Dans un article récent du Financial Times, vous avez mentionné d'autres participants au projet, notamment l'artiste italien Michelangelo Pistoletto et un collectionneur privé.

Oui, tout le monde est déjà très impliqué dans la scène culturelle du pays.

Une oeuvre de José Yaque, qui présente une exposition personnelle à la Biennale
Gracieuseté de Galleria Continua

Michelangelo Pistoletto travaille régulièrement à Cuba depuis 2014, aux côtés de Laura Salas Redondo, une conservatrice cubaine qui coordonne, avec une équipe de Cubains, les nombreuses activités de l'ambassade de Third Paradise à Cuba. Le collectionneur privé en question est, outre un grand amateur d'art, un grand ami de Cuba. Le projet implique également la participation d'une institution muséale publique.

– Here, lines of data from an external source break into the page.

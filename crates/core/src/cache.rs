//! Report result caching.
//!
//! The cache only ever saves latency. Entries are keyed by a per-tenant
//! generation; every committed write bumps the tenant's generation so older
//! entries become unreachable and age out through LRU or TTL.

use std::sync::Arc;
use std::time::Duration;

use chrono::NaiveDate;
use dashmap::DashMap;
use moka::sync::Cache;
use tally_shared::config::CacheConfig;
use tally_shared::types::{AccountId, TenantId};

use crate::ledger::AccountBalance;
use crate::reports::{BalanceSheetReport, IncomeStatementReport, TrialBalanceReport};

/// Identifies a report within a tenant.
#[derive(Debug, Clone, Copy, PartialEq, Eq, Hash)]
pub enum ReportKey {
    /// Single account balance.
    AccountBalance {
        /// Account.
        account_id: AccountId,
        /// Cut-off date; all history when `None`.
        as_of: Option<NaiveDate>,
    },
    /// Trial balance.
    TrialBalance {
        /// Cut-off date.
        as_of: NaiveDate,
    },
    /// Income statement.
    IncomeStatement {
        /// First day.
        start: NaiveDate,
        /// Last day.
        end: NaiveDate,
    },
    /// Balance sheet.
    BalanceSheet {
        /// Cut-off date.
        as_of: NaiveDate,
    },
}

/// A cached report.
#[derive(Debug, Clone)]
pub enum CachedReport {
    /// Single account balance.
    AccountBalance(Arc<AccountBalance>),
    /// Trial balance.
    TrialBalance(Arc<TrialBalanceReport>),
    /// Income statement.
    IncomeStatement(Arc<IncomeStatementReport>),
    /// Balance sheet.
    BalanceSheet(Arc<BalanceSheetReport>),
}

/// Cache port for derived reports.
///
/// Readers take the generation *before* reading the store and pass the same
/// value to `put`, so a report computed across a concurrent write is filed
/// under a generation nobody asks for again.
pub trait ReportCache: Send + Sync {
    /// Current generation for a tenant.
    fn generation(&self, tenant_id: TenantId) -> u64;

    /// Looks up a report.
    fn get(&self, tenant_id: TenantId, generation: u64, key: &ReportKey) -> Option<CachedReport>;

    /// Stores a report.
    fn put(&self, tenant_id: TenantId, generation: u64, key: ReportKey, report: CachedReport);

    /// Makes every cached report of the tenant unreachable.
    fn invalidate(&self, tenant_id: TenantId);
}

/// Cache that never stores anything.
#[derive(Debug, Clone, Copy, Default)]
pub struct NoopReportCache;

impl ReportCache for NoopReportCache {
    fn generation(&self, _tenant_id: TenantId) -> u64 {
        0
    }

    fn get(
        &self,
        _tenant_id: TenantId,
        _generation: u64,
        _key: &ReportKey,
    ) -> Option<CachedReport> {
        None
    }

    fn put(&self, _tenant_id: TenantId, _generation: u64, _key: ReportKey, _report: CachedReport) {}

    fn invalidate(&self, _tenant_id: TenantId) {}
}

/// Default cache capacity (number of entries).
const DEFAULT_CACHE_CAPACITY: u64 = 1_000;

/// Default time-to-live for cache entries (5 minutes).
const DEFAULT_TTL_SECS: u64 = 300;

type EntryKey = (TenantId, u64, ReportKey);

/// In-process LRU + TTL cache backed by Moka.
#[derive(Clone)]
pub struct MokaReportCache {
    cache: Cache<EntryKey, CachedReport>,
    generations: Arc<DashMap<TenantId, u64>>,
}

impl MokaReportCache {
    /// Creates a cache with default settings.
    ///
    /// Default: 1000 entries max, 5 minute TTL.
    #[must_use]
    pub fn new() -> Self {
        Self::with_config(DEFAULT_CACHE_CAPACITY, DEFAULT_TTL_SECS)
    }

    /// Creates a cache with custom capacity and TTL.
    #[must_use]
    pub fn with_config(max_capacity: u64, ttl_secs: u64) -> Self {
        let cache = Cache::builder()
            .max_capacity(max_capacity)
            .time_to_live(Duration::from_secs(ttl_secs))
            .build();

        Self {
            cache,
            generations: Arc::new(DashMap::new()),
        }
    }

    /// Number of entries currently held, stale generations included.
    #[must_use]
    pub fn entry_count(&self) -> u64 {
        self.cache.run_pending_tasks();
        self.cache.entry_count()
    }
}

impl Default for MokaReportCache {
    fn default() -> Self {
        Self::new()
    }
}

impl std::fmt::Debug for MokaReportCache {
    fn fmt(&self, f: &mut std::fmt::Formatter<'_>) -> std::fmt::Result {
        f.debug_struct("MokaReportCache")
            .field("entries", &self.cache.entry_count())
            .field("tenants", &self.generations.len())
            .finish()
    }
}

impl ReportCache for MokaReportCache {
    fn generation(&self, tenant_id: TenantId) -> u64 {
        self.generations.get(&tenant_id).map_or(0, |g| *g)
    }

    fn get(&self, tenant_id: TenantId, generation: u64, key: &ReportKey) -> Option<CachedReport> {
        self.cache.get(&(tenant_id, generation, *key))
    }

    fn put(&self, tenant_id: TenantId, generation: u64, key: ReportKey, report: CachedReport) {
        self.cache.insert((tenant_id, generation, key), report);
    }

    fn invalidate(&self, tenant_id: TenantId) {
        *self.generations.entry(tenant_id).or_insert(0) += 1;
    }
}

/// Builds the cache described by configuration.
#[must_use]
pub fn from_config(config: &CacheConfig) -> Arc<dyn ReportCache> {
    if config.enabled {
        Arc::new(MokaReportCache::with_config(
            config.max_capacity,
            config.ttl_secs,
        ))
    } else {
        Arc::new(NoopReportCache)
    }
}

Tous ensemble, si nous sommes autorisés à mener à bien ce projet, nous travaillerons en étroite collaboration pour mettre nos compétences au service d'une grande cause artistique et sociale.

Une oeuvre de José Yaque dans son exposition personnelle au bâtiment de l'UNAICC à La Havane
Photo: Nouvelles de l'art cubain

Y a-t-il autre chose que vous voudriez ajouter? Une dernière pensée?

Il y a tant à dire, mais je tiens à mentionner une anecdote de la Biennale de La Havane 2015, qui m'a fait ouvrir les yeux sur Cuba.

Une installation de José Yaque dans son exposition personnelle à l'UNAICC, La Havane. Les bouteilles contiennent de la liqueur infusée de fruits; une bouteille similaire a été ouverte et servie lors de la cérémonie inaugurale.
Photo: Nouvelles de l'art cubain

J'étais sur la Plaza de Armas devant la cage de Nikhil Chopra. Nikel a réalisé une performance incroyable pendant quelques jours sans jamais la vivre. À côté de moi, une jeune femme passait avec sa fille, âgée d'environ dix ans.

Après avoir observé Nikhil et soigneusement observé ce qui se passait, cette femme s’est tournée vers sa fille distraite et a déclaré: «Écoutez-moi! Je ne peux pas expliquer ce qui se passe "(" un signe d'humilité d'admettre que vous ne savez pas) "mais il est important que vous compreniez si l'artiste le fait, il a ses bonnes raisons!" La jeune fille sourit largement et s'assit sur le sol, doublant son attention sur ce qui se passait. Elle avait décidé qu'elle voulait comprendre.

Quelle leçon délicate. C'est Cuba pour moi.